Application: high-end PVDF coating, harsh environment (such as chemical plants).

3. Comparison of key performances
Paint film type Weather resistance Abrasion resistance Flexibility Cost Applicable environment
PE ★★☆ ★★☆ ★★★ Low Indoor/mild climate
SMP ★★★ ★★☆ ★★☆ Medium-low Ordinary outdoor buildings
HDP ★★★★ ★★★ ★★★ Medium-high Medium-high requirement buildings
PVDF ★★★★★ ★★★★ ★★☆ High Extreme climate/landmark building
PU ★★★☆ ★★★★ ★★☆ Medium-high Industrial wear-resistant scene
4. Special functional coating
Self-cleaning coating:

Add photocatalytic materials (such as TiO₂) to decompose surface organic matter, suitable for urban buildings.

Antibacterial coating:

Contains silver ions, used in hospitals and food factories.
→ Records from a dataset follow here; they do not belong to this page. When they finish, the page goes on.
//! Letter clues
//!
//! A clue is a player-supplied constraint about one letter of the unknown
//! answer, used to narrow ranked candidates beyond pattern-based scoring.
//! Kinds are a closed enum so every consumer matches exhaustively; invalid
//! kinds and out-of-range positions are rejected here, at construction, and
//! cannot reach the filter.
//!
//! Textual form (for the CLI): `kind:letter[:position]`, positions 1-based.
//!
//! | kind        | meaning                                    | example    |
//! |-------------|--------------------------------------------|------------|
//! | `exclude`   | letter is not in the word                  | `exclude:z`|
//! | `include`   | letter is somewhere in the word            | `include:e`|
//! | `at`        | letter is at exactly this position         | `at:a:1`   |
//! | `not-at`    | letter is not at this position             | `not-at:r:3`|
//! | `elsewhere` | letter is in the word, not at this position| `elsewhere:o:2`|

use super::word::{WORD_LENGTH, Word};
use std::fmt;

/// A single-letter constraint on the unknown answer
///
/// Positions are stored 0-based; constructors take the player's 1-based
/// notation and validate it.
#[derive(Debug, Clone, Copy, PartialEq, Eq)]
pub enum Clue {
    /// Letter does not appear anywhere
    Excluded(u8),
    /// Letter appears somewhere
    Included(u8),
    /// Letter appears at exactly this position
    ExactPosition(u8, usize),
    /// Letter does not appear at this position
    NotAtPosition(u8, usize),
    /// Letter appears somewhere, but not at this position
    IncludedNotAt(u8, usize),
}

/// Error type for invalid clues
#[derive(Debug, Clone, PartialEq, Eq)]
pub enum ClueError {
    UnknownKind(String),
    InvalidLetter(char),
    PositionOutOfRange(usize),
    Malformed(String),
}

impl fmt::Display for ClueError {
    fn fmt(&self, f: &mut fmt::Formatter<'_>) -> fmt::Result {
        match self {
            Self::UnknownKind(kind) => write!(
                f,
                "Unknown clue kind '{kind}' (expected exclude, include, at, not-at or elsewhere)"
            ),
            Self::InvalidLetter(ch) => {
                write!(f, "Clue letter must be a single ASCII letter, got '{ch}'")
            }
            Self::PositionOutOfRange(pos) => {
                write!(f, "Clue position must be in 1..={WORD_LENGTH}, got {pos}")
            }
            Self::Malformed(spec) => {
                write!(f, "Malformed clue '{spec}' (expected kind:letter[:position])")
            }
        }
    }
}

impl std::error::Error for ClueError {}

fn check_letter(letter: char) -> Result<u8, ClueError> {
    let lowered = letter.to_ascii_lowercase();
    if lowered.is_ascii_lowercase() {
        Ok(lowered as u8)
    } else {
        Err(ClueError::InvalidLetter(letter))
    }
}

fn check_position(position: usize) -> Result<usize, ClueError> {
    if (1..=WORD_LENGTH).contains(&position) {
        Ok(position - 1)
    } else {
        Err(ClueError::PositionOutOfRange(position))
    }
}

impl Clue {
    /// Letter is not in the word
    ///
    /// # Errors
    /// Returns `ClueError::InvalidLetter` for non-alphabetic input.
    pub fn excluded(letter: char) -> Result<Self, ClueError> {
        Ok(Self::Excluded(check_letter(letter)?))
    }

    /// Letter is somewhere in the word
    ///
    /// # Errors
    /// Returns `ClueError::InvalidLetter` for non-alphabetic input.
    pub fn included(letter: char) -> Result<Self, ClueError> {
        Ok(Self::Included(check_letter(letter)?))
    }

    /// Letter is at exactly `position` (1-based)
    ///
    /// # Errors
    /// Returns `ClueError` for a bad letter or position outside 1..=5.
    pub fn exact_position(letter: char, position: usize) -> Result<Self, ClueError> {
        Ok(Self::ExactPosition(
            check_letter(letter)?,
            check_position(position)?,
        ))
    }

    /// Letter is not at `position` (1-based)
    ///
    /// # Errors
    /// Returns `ClueError` for a bad letter or position outside 1..=5.
    pub fn not_at_position(letter: char, position: usize) -> Result<Self, ClueError> {
        Ok(Self::NotAtPosition(
            check_letter(letter)?,
            check_position(position)?,
        ))
    }

    /// Letter is in the word but not at `position` (1-based)
    ///
    /// # Errors
    /// Returns `ClueError` for a bad letter or position outside 1..=5.
    pub fn included_not_at(letter: char, position: usize) -> Result<Self, ClueError> {
        Ok(Self::IncludedNotAt(
            check_letter(letter)?,
            check_position(position)?,
        ))
    }

    /// Parse the textual `kind:letter[:position]` form
    ///
    /// # Errors
    /// Returns `ClueError::UnknownKind` for an unrecognized kind, and the
    /// other variants for bad letters, positions, or field counts.
    ///
    /// # Examples
    /// ```
    /// use wordle_ranker::core::Clue;
    ///
    /// assert_eq!(Clue::parse("at:a:1").unwrap(), Clue::ExactPosition(b'a', 0));
    /// assert!(Clue::parse("wibble:a").is_err());
    /// ```
    pub fn parse(spec: &str) -> Result<Self, ClueError> {
        let fields: Vec<&str> = spec.split(':').collect();

        let malformed = || ClueError::Malformed(spec.to_string());

        let kind = *fields.first().ok_or_else(malformed)?;
        let letter_field = fields.get(1).ok_or_else(malformed)?;
        let mut letters = letter_field.chars();
        let letter = letters.next().ok_or_else(malformed)?;
        if letters.next().is_some() {
            return Err(malformed());
        }

        let position = |index: usize| -> Result<usize, ClueError> {
            if fields.len() != 3 {
                return Err(malformed());
            }
            fields[index].parse().map_err(|_| malformed())
        };

        match kind {
            "exclude" if fields.len() == 2 => Self::excluded(letter),
            "include" if fields.len() == 2 => Self::included(letter),
            "at" => Self::exact_position(letter, position(2)?),
            "not-at" => Self::not_at_position(letter, position(2)?),
            "elsewhere" => Self::included_not_at(letter, position(2)?),
            "exclude" | "include" => Err(malformed()),
            other => Err(ClueError::UnknownKind(other.to_string())),
        }
    }

    /// Evaluate the clue against a candidate word
    #[must_use]
    pub fn permits(&self, word: &Word) -> bool {
        match *self {
            Self::Excluded(letter) => !word.has_letter(letter),
            Self::Included(letter) => word.has_letter(letter),
            Self::ExactPosition(letter, position) => word.char_at(position) == letter,
            Self::NotAtPosition(letter, position) => word.char_at(position) != letter,
            Self::IncludedNotAt(letter, position) => {
                word.has_letter(letter) && word.char_at(position) != letter
            }
        }
    }
}

#[cfg(test)]
mod tests {
    use super::*;

    fn word(text: &str) -> Word {
        Word::new(text).unwrap()
    }

    #[test]
    fn clue_parse_all_kinds() {
        assert_eq!(Clue::parse("exclude:z").unwrap(), Clue::Excluded(b'z'));
        assert_eq!(Clue::parse("include:e").unwrap(), Clue::Included(b'e'));
        assert_eq!(Clue::parse("at:a:1").unwrap(), Clue::ExactPosition(b'a', 0));
        assert_eq!(
            Clue::parse("not-at:r:3").unwrap(),
            Clue::NotAtPosition(b'r', 2)
        );
        assert_eq!(
            Clue::parse("elsewhere:o:5").unwrap(),
            Clue::IncludedNotAt(b'o', 4)
        );
    }

    #[test]
    fn clue_parse_uppercase_letter_normalized() {
        assert_eq!(Clue::parse("exclude:Z").unwrap(), Clue::Excluded(b'z'));
    }

    #[test]
    fn clue_parse_unknown_kind() {
        assert_eq!(
            Clue::parse("wibble:a"),
            Err(ClueError::UnknownKind("wibble".to_string()))
        );
    }

    #[test]
    fn clue_parse_position_out_of_range() {
        assert_eq!(
            Clue::parse("at:a:0"),
            Err(ClueError::PositionOutOfRange(0))
        );
        assert_eq!(
            Clue::parse("at:a:6"),
            Err(ClueError::PositionOutOfRange(6))
        );
    }

    #[test]
    fn clue_parse_malformed() {
        assert!(matches!(Clue::parse("at:a"), Err(ClueError::Malformed(_))));
        assert!(matches!(
            Clue::parse("exclude:a:2"),
            Err(ClueError::Malformed(_))
        ));
        assert!(matches!(
            Clue::parse("at:ab:1"),
            Err(ClueError::Malformed(_))
        ));
        assert!(matches!(
            Clue::parse("at:a:one"),
            Err(ClueError::Malformed(_))
        ));
    }

    #[test]
    fn clue_parse_invalid_letter() {
        assert_eq!(Clue::parse("exclude:4"), Err(ClueError::InvalidLetter('4')));
    }

    #[test]
    fn clue_excluded_permits() {
        let clue = Clue::excluded('z').unwrap();
        assert!(clue.permits(&word("apple")));
        assert!(!clue.permits(&word("zebra")));
    }

    #[test]
    fn clue_included_permits() {
        let clue = Clue::included('p').unwrap();
        assert!(clue.permits(&word("apple")));
        assert!(!clue.permits(&word("grain")));
    }

    #[test]
    fn clue_exact_position_permits() {
        let clue = Clue::exact_position('a', 1).unwrap();
        assert!(clue.permits(&word("apple")));
        assert!(!clue.permits(&word("grape")));
    }

    #[test]
    fn clue_not_at_position_permits() {
        let clue = Clue::not_at_position('a', 1).unwrap();
        assert!(!clue.permits(&word("apple")));
        assert!(clue.permits(&word("grape")));
    }

    #[test]
    fn clue_included_not_at_permits() {
        let clue = Clue::included_not_at('a', 1).unwrap();
        assert!(clue.permits(&word("grape"))); // Has 'a', not first
        assert!(!clue.permits(&word("apple"))); // 'a' at first position
        assert!(!clue.permits(&word("booth"))); // No 'a' at all
    }
}
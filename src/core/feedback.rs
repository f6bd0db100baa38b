//! Feedback symbols and patterns
//!
//! A guess against a secret answer yields one feedback symbol per position:
//! - `_` miss: the letter is not in the answer
//! - `?` displaced: the letter is in the answer, but at another position
//! - `x` hit: the letter is at exactly this position
//!
//! A `Pattern` is the ordered 5-symbol outcome, one of 3^5 = 243 labels.
//! Patterns map bijectively onto 0..243 (position 0 most significant,
//! `_` < `?` < `x`), which is how the match-count table indexes its rows.

use super::word::WORD_LENGTH;
use std::fmt;

/// One position's feedback
#[derive(Debug, Clone, Copy, PartialEq, Eq, Hash)]
pub enum Feedback {
    /// Letter absent from the answer (`_`)
    Miss,
    /// Letter present at some other position (`?`)
    Displaced,
    /// Letter at exactly this position (`x`)
    Hit,
}

impl Feedback {
    /// All symbols, in enumeration order (`_` < `?` < `x`)
    pub const ALL: [Self; 3] = [Self::Miss, Self::Displaced, Self::Hit];

    /// The symbol's textual notation
    #[must_use]
    pub const fn symbol(self) -> char {
        match self {
            Self::Miss => '_',
            Self::Displaced => '?',
            Self::Hit => 'x',
        }
    }

    /// Parse a single symbol character
    #[must_use]
    pub const fn from_symbol(ch: char) -> Option<Self> {
        match ch {
            '_' => Some(Self::Miss),
            '?' => Some(Self::Displaced),
            'x' => Some(Self::Hit),
            _ => None,
        }
    }

    const fn digit(self) -> usize {
        match self {
            Self::Miss => 0,
            Self::Displaced => 1,
            Self::Hit => 2,
        }
    }

    const fn from_digit(digit: usize) -> Self {
        match digit {
            0 => Self::Miss,
            1 => Self::Displaced,
            _ => Self::Hit,
        }
    }
}

/// Error type for invalid pattern strings
#[derive(Debug, Clone, PartialEq, Eq)]
pub enum PatternError {
    InvalidLength(usize),
    UnknownSymbol(char),
}

impl fmt::Display for PatternError {
    fn fmt(&self, f: &mut fmt::Formatter<'_>) -> fmt::Result {
        match self {
            Self::InvalidLength(len) => {
                write!(f, "Pattern must be exactly {WORD_LENGTH} symbols, got {len}")
            }
            Self::UnknownSymbol(ch) => {
                write!(f, "Unknown feedback symbol '{ch}' (expected '_', '?' or 'x')")
            }
        }
    }
}

impl std::error::Error for PatternError {}

/// Feedback pattern for one guess: exactly 5 symbols
#[derive(Debug, Clone, Copy, PartialEq, Eq, Hash)]
pub struct Pattern([Feedback; WORD_LENGTH]);

impl Pattern {
    /// Number of distinct patterns (3^5)
    pub const COUNT: usize = 243;

    /// The all-hits pattern (`xxxxx`), the outcome of guessing the answer
    pub const ALL_HITS: Self = Self([Feedback::Hit; WORD_LENGTH]);

    /// Create a pattern from its symbols
    #[must_use]
    pub const fn new(symbols: [Feedback; WORD_LENGTH]) -> Self {
        Self(symbols)
    }

    /// The per-position symbols
    #[must_use]
    pub const fn symbols(&self) -> &[Feedback; WORD_LENGTH] {
        &self.0
    }

    /// Check whether every position is a hit
    #[must_use]
    pub fn is_all_hits(self) -> bool {
        self == Self::ALL_HITS
    }

    /// The pattern's row index in 0..243
    ///
    /// Position 0 is the most significant base-3 digit, so indices run in the
    /// same order `all()` enumerates.
    #[must_use]
    pub fn index(self) -> usize {
        self.0
            .iter()
            .fold(0, |acc, symbol| acc * 3 + symbol.digit())
    }

    /// Inverse of [`Pattern::index`]
    ///
    /// # Panics
    /// Panics in debug mode if `index >= 243`
    #[must_use]
    pub fn from_index(index: usize) -> Self {
        debug_assert!(index < Self::COUNT, "Pattern index must be < 243");

        let mut symbols = [Feedback::Miss; WORD_LENGTH];
        let mut rest = index;
        for slot in symbols.iter_mut().rev() {
            *slot = Feedback::from_digit(rest % 3);
            rest /= 3;
        }
        Self(symbols)
    }

    /// Enumerate all 243 patterns in deterministic index order
    ///
    /// # Examples
    /// ```
    /// use wordle_ranker::core::Pattern;
    ///
    /// let all = Pattern::all();
    /// assert_eq!(all.len(), 243);
    /// assert_eq!(all[0].to_string(), "_____");
    /// assert_eq!(all[242], Pattern::ALL_HITS);
    /// ```
    #[must_use]
    pub fn all() -> Vec<Self> {
        (0..Self::COUNT).map(Self::from_index).collect()
    }
}

impl fmt::Display for Pattern {
    fn fmt(&self, f: &mut fmt::Formatter<'_>) -> fmt::Result {
        for symbol in &self.0 {
            write!(f, "{}", symbol.symbol())?;
        }
        Ok(())
    }
}

impl std::str::FromStr for Pattern {
    type Err = PatternError;

    fn from_str(s: &str) -> Result<Self, Self::Err> {
        let chars: Vec<char> = s.chars().collect();

        if chars.len() != WORD_LENGTH {
            return Err(PatternError::InvalidLength(chars.len()));
        }

        let mut symbols = [Feedback::Miss; WORD_LENGTH];
        for (slot, &ch) in symbols.iter_mut().zip(&chars) {
            *slot = Feedback::from_symbol(ch).ok_or(PatternError::UnknownSymbol(ch))?;
        }

        Ok(Self(symbols))
    }
}

/// Enumerate every symbol sequence of the given length
///
/// Produces `symbols.len()^length` sequences in deterministic order: earlier
/// positions vary slowest, symbols cycle in their input order. Length 0
/// yields the single empty sequence. This is the exhaustive enumerator the
/// precomputation sweeps; `Pattern::all()` is the fixed-length specialization.
#[must_use]
pub fn generate_patterns(symbols: &[Feedback], length: usize) -> Vec<Vec<Feedback>> {
    let mut sequences: Vec<Vec<Feedback>> = vec![Vec::new()];

    for _ in 0..length {
        sequences = sequences
            .into_iter()
            .flat_map(|partial| {
                symbols.iter().map(move |&symbol| {
                    let mut extended = partial.clone();
                    extended.push(symbol);
                    extended
                })
            })
            .collect();
    }

    sequences
}

#[cfg(test)]
mod tests {
    use super::*;
    use std::str::FromStr;

    #[test]
    fn feedback_symbol_round_trip() {
        for symbol in Feedback::ALL {
            assert_eq!(Feedback::from_symbol(symbol.symbol()), Some(symbol));
        }
        assert_eq!(Feedback::from_symbol('g'), None);
    }

    #[test]
    fn pattern_index_bijection() {
        for index in 0..Pattern::COUNT {
            assert_eq!(Pattern::from_index(index).index(), index);
        }
    }

    #[test]
    fn pattern_all_hits_constant() {
        assert_eq!(Pattern::ALL_HITS.index(), 242);
        assert!(Pattern::ALL_HITS.is_all_hits());
        assert_eq!(Pattern::ALL_HITS.to_string(), "xxxxx");
    }

    #[test]
    fn pattern_all_enumerates_every_index_once() {
        let all = Pattern::all();
        assert_eq!(all.len(), 243);
        for (index, pattern) in all.iter().enumerate() {
            assert_eq!(pattern.index(), index);
        }
    }

    #[test]
    fn pattern_parse_valid() {
        let pattern = Pattern::from_str("xx__x").unwrap();
        assert_eq!(
            pattern.symbols(),
            &[
                Feedback::Hit,
                Feedback::Hit,
                Feedback::Miss,
                Feedback::Miss,
                Feedback::Hit,
            ]
        );
        assert_eq!(pattern.to_string(), "xx__x");
    }

    #[test]
    fn pattern_parse_invalid() {
        assert_eq!(
            Pattern::from_str("xx__"),
            Err(PatternError::InvalidLength(4))
        );
        assert_eq!(
            Pattern::from_str("xx__xx"),
            Err(PatternError::InvalidLength(6))
        );
        assert_eq!(
            Pattern::from_str("xg__x"),
            Err(PatternError::UnknownSymbol('g'))
        );
        assert_eq!(Pattern::from_str(""), Err(PatternError::InvalidLength(0)));
    }

    #[test]
    fn pattern_display_round_trip() {
        for index in [0, 1, 41, 242] {
            let pattern = Pattern::from_index(index);
            assert_eq!(Pattern::from_str(&pattern.to_string()), Ok(pattern));
        }
    }

    #[test]
    fn generate_patterns_counts() {
        assert_eq!(generate_patterns(&Feedback::ALL, 5).len(), 243);
        assert_eq!(generate_patterns(&Feedback::ALL, 2).len(), 9);
        assert_eq!(generate_patterns(&[Feedback::Miss], 4).len(), 1);
    }

    #[test]
    fn generate_patterns_degenerate_length() {
        // Length 0 yields the single empty pattern
        let sequences = generate_patterns(&Feedback::ALL, 0);
        assert_eq!(sequences, vec![Vec::new()]);
    }

    #[test]
    fn generate_patterns_matches_index_order() {
        // The generic enumerator and the index bijection agree on order
        let sequences = generate_patterns(&Feedback::ALL, 5);
        for (index, sequence) in sequences.iter().enumerate() {
            let symbols: [Feedback; 5] = sequence.as_slice().try_into().unwrap();
            assert_eq!(Pattern::new(symbols).index(), index);
        }
    }

    #[test]
    fn generate_patterns_first_position_varies_slowest() {
        let sequences = generate_patterns(&Feedback::ALL, 2);
        assert_eq!(sequences[0], vec![Feedback::Miss, Feedback::Miss]);
        assert_eq!(sequences[1], vec![Feedback::Miss, Feedback::Displaced]);
        assert_eq!(sequences[3], vec![Feedback::Displaced, Feedback::Miss]);
        assert_eq!(sequences[8], vec![Feedback::Hit, Feedback::Hit]);
    }
}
Insulation/thermal insulation coating:

Reflects infrared rays (such as cool roof color panels) to reduce building energy consumption.

5. Selection suggestions
Architectural field:

Ordinary residential: SMP or HDP (high cost performance).

High-end curtain wall: PVDF (long-term maintenance-free).

Home appliance field:

Appearance priority: PE (colorful), HDP (durable).

Industrial field:

Chemical corrosion resistance: PU or PVDF + thick coating.

6. Common quality problems
Powdering: PE coating surface degradation after long-term exposure.

Fading: UV irradiation causes pigment decomposition (PVDF has the least effect).

Peeling: Insufficient primer adhesion or poor substrate pretreatment.

Rational selection of paint film requires balancing cost, environmental requirements and processing technology (such as bending requires high-flexibility paint film). For example, buildings in coastal areas should give priority to PVDF, while warehouse roofs can use SMP to reduce costs.